IEEE 802.11a: It was developed based on the IEEE 802.11 standard. It arrived in 1999, it worked in the band of 5 GHz and reached a top speed of 54 Mbps.
IEEE 802.11b– This was the first standard developed in the late 1990s and was identified by the letter b. It is capable of transferring up to 11 Mbps in the band of 2.4 GHz.
IEEE 802.11g: Wi-Fi G is the successor to Wi-Fi B and also uses the 2.4 GHz. The maximum transmission speed was increased to 54 Mbps in this band and began to be available from 2003.
IEEE 802.11n: This standard was ratified in September 2009. Works in both the 2.4 GHz and 5 GHz bands and reaches speeds of up to 600 Mbps.

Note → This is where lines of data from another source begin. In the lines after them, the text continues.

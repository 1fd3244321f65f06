//! Demo behavior scripts.

use engine_math::{Collision, Transform3D};
use engine_scene::{Entity, FrameTime, Script};
use tracing::{debug, info};

use crate::components::{Health, Velocity};

/// Moves its entity by its velocity every physics step, takes damage from
/// solid contacts, and heals inside trigger volumes.
#[derive(Debug, Clone)]
pub struct Actor {
    /// Damage taken when a solid contact starts.
    pub impact_damage: f32,
    /// Damage taken per physics step while a solid contact persists.
    pub grind_damage: f32,
    /// Health restored when entering a trigger.
    pub pickup_heal: f32,
}

impl Default for Actor {
    fn default() -> Self {
        Self {
            impact_damage: 20.0,
            grind_damage: 1.0,
            pickup_heal: 15.0,
        }
    }
}

impl Actor {
    fn hurt(entity: &mut Entity, amount: f32) {
        if let Some(health) = entity.get_mut::<Health>() {
            health.damage(amount);
        }
    }
}

impl Script for Actor {
    fn on_enable(&mut self, entity: &mut Entity) {
        debug!(entity = %entity.id(), name = entity.name(), "actor enabled");
    }

    fn on_destroy(&mut self, entity: &mut Entity) {
        info!(entity = %entity.id(), name = entity.name(), "actor removed");
    }

    fn physics_update(&mut self, entity: &mut Entity, time: FrameTime) {
        let Some(velocity) = entity.get::<Velocity>().copied() else {
            return;
        };
        if let Some(transform) = entity.get_mut::<Transform3D>() {
            transform.translate(velocity.linear * time.dt as f32);
        }
    }

    fn on_collision_enter(&mut self, entity: &mut Entity, collision: &Collision) {
        info!(entity = %entity.id(), other = %collision.other, "impact");
        Self::hurt(entity, self.impact_damage);
    }

    fn on_collision_stay(&mut self, entity: &mut Entity, _collision: &Collision) {
        Self::hurt(entity, self.grind_damage);
    }

    fn on_trigger_enter(&mut self, entity: &mut Entity, collision: &Collision) {
        let id = entity.id();
        if let Some(health) = entity.get_mut::<Health>() {
            health.heal(self.pickup_heal);
            info!(entity = %id, trigger = %collision.other, hp = health.current, "healed");
        }
    }
}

IEEE 802.11ac: was standardized in late 2013. It operates in the 5 GHz band and can reach speeds of 1,300 Mbps.
IEEE 802.11ax: an important advance that reaches speeds of up to 10 Gbps.
How are those Wi-Fi standards under the new nomenclature?
We already know the most important aspects of each of those standards, now it’s time to see their names:
Wi-Fi 6: It is the new name for the 802.11ax or Wi-Fi AX standard.
Wi-Fi 5: It is the new name for the 802.11ac or Wi-Fi AC standard.
Wi-Fi 3: is the new name for the 802.11g or Wi-Fi G standard.
Wi-Fi 2: is the new name for the 802.11a or Wi-Fi A standard.
Wi-Fi 1: is the new name for the 802.11b or Wi-Fi B standard.
Legacy: is the new name for the veteran 802.11 standard.